- [Work required]: How many lines of the data contain the string "modified"? Write the number and nothing more.

- [Input]:
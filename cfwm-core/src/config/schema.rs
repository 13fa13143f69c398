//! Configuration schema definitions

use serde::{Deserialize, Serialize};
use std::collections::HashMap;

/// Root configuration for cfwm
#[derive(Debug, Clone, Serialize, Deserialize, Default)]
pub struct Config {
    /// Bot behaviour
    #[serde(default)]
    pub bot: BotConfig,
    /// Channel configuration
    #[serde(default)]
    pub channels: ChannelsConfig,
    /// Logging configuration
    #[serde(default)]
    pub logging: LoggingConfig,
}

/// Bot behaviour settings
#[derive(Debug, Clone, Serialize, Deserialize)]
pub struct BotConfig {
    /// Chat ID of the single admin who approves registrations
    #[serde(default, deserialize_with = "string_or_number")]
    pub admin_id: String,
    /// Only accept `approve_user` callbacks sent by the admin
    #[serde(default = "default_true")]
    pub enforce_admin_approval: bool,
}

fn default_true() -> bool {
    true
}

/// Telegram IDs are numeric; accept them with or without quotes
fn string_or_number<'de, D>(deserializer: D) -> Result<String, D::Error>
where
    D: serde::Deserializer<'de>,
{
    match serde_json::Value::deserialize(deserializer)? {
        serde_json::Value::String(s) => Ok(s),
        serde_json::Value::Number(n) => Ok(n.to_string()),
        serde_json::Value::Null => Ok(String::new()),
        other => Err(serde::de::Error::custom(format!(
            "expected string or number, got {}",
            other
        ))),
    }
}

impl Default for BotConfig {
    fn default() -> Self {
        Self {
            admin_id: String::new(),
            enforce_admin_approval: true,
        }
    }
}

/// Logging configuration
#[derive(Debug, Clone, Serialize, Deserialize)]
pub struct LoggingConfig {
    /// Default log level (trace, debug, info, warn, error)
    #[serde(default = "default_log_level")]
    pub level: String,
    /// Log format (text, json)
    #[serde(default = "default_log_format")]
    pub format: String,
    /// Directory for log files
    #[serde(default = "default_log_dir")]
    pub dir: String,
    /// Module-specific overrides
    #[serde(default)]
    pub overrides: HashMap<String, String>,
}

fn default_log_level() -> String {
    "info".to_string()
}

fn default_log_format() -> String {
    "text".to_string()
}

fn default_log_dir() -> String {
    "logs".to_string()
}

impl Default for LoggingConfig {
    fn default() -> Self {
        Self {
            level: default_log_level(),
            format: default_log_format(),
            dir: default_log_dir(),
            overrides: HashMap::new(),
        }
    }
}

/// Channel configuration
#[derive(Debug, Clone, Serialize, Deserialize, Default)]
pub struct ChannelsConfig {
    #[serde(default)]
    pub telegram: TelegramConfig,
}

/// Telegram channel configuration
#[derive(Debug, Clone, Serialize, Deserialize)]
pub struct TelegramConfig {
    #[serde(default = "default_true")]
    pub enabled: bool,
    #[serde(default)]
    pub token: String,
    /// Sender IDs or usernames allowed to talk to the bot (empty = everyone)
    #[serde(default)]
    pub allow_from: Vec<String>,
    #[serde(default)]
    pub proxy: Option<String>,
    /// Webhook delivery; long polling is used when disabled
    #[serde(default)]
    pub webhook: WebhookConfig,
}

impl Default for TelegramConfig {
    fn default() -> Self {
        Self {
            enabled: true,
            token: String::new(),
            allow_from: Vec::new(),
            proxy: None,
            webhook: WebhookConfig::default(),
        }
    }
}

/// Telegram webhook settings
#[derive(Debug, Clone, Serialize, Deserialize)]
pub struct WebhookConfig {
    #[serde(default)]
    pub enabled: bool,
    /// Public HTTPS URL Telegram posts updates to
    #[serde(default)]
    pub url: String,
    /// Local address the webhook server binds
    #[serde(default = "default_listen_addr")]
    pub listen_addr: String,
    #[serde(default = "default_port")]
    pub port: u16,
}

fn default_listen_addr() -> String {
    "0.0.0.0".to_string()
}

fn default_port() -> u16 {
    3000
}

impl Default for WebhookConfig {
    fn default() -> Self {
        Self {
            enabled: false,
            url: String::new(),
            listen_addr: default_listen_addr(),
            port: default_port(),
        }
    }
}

==

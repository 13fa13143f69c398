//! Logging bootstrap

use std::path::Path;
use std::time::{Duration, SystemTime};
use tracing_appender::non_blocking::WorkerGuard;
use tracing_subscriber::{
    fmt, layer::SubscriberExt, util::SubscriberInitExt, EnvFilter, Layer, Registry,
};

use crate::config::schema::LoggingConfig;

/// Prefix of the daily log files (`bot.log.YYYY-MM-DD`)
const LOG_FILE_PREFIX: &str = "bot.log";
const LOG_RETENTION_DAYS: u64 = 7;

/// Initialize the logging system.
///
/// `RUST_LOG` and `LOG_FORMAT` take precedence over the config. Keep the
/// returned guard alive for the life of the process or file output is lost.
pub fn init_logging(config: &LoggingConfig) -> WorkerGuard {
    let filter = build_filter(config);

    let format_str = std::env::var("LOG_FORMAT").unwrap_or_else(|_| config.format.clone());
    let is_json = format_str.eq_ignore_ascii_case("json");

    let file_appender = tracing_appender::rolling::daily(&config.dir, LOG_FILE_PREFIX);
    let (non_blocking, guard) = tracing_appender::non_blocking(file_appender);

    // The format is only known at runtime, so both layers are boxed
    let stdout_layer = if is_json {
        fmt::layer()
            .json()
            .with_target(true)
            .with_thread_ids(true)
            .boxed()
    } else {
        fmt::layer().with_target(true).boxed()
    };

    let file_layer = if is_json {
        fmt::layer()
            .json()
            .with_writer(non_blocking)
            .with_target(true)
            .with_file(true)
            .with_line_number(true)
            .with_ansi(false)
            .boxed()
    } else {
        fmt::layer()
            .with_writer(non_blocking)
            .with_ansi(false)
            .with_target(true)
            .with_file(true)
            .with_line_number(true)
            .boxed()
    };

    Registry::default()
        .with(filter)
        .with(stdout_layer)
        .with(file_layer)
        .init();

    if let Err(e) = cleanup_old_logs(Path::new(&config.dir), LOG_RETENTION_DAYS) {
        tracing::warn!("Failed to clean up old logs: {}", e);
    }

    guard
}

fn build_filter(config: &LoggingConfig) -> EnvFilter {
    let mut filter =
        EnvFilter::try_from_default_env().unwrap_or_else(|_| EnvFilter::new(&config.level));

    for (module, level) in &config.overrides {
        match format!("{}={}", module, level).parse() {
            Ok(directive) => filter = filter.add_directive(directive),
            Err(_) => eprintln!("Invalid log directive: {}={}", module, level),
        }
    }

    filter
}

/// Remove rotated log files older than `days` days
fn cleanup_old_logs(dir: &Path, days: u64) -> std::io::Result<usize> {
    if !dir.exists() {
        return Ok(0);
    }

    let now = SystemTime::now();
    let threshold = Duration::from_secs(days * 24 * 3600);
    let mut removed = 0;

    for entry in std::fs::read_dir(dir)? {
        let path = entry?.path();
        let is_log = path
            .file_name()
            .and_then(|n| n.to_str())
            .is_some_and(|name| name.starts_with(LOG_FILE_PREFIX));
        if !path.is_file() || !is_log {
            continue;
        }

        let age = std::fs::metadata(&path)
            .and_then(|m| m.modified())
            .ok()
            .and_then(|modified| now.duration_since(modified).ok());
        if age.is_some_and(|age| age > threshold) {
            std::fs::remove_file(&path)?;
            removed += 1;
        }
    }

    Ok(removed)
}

- [Reply]: 2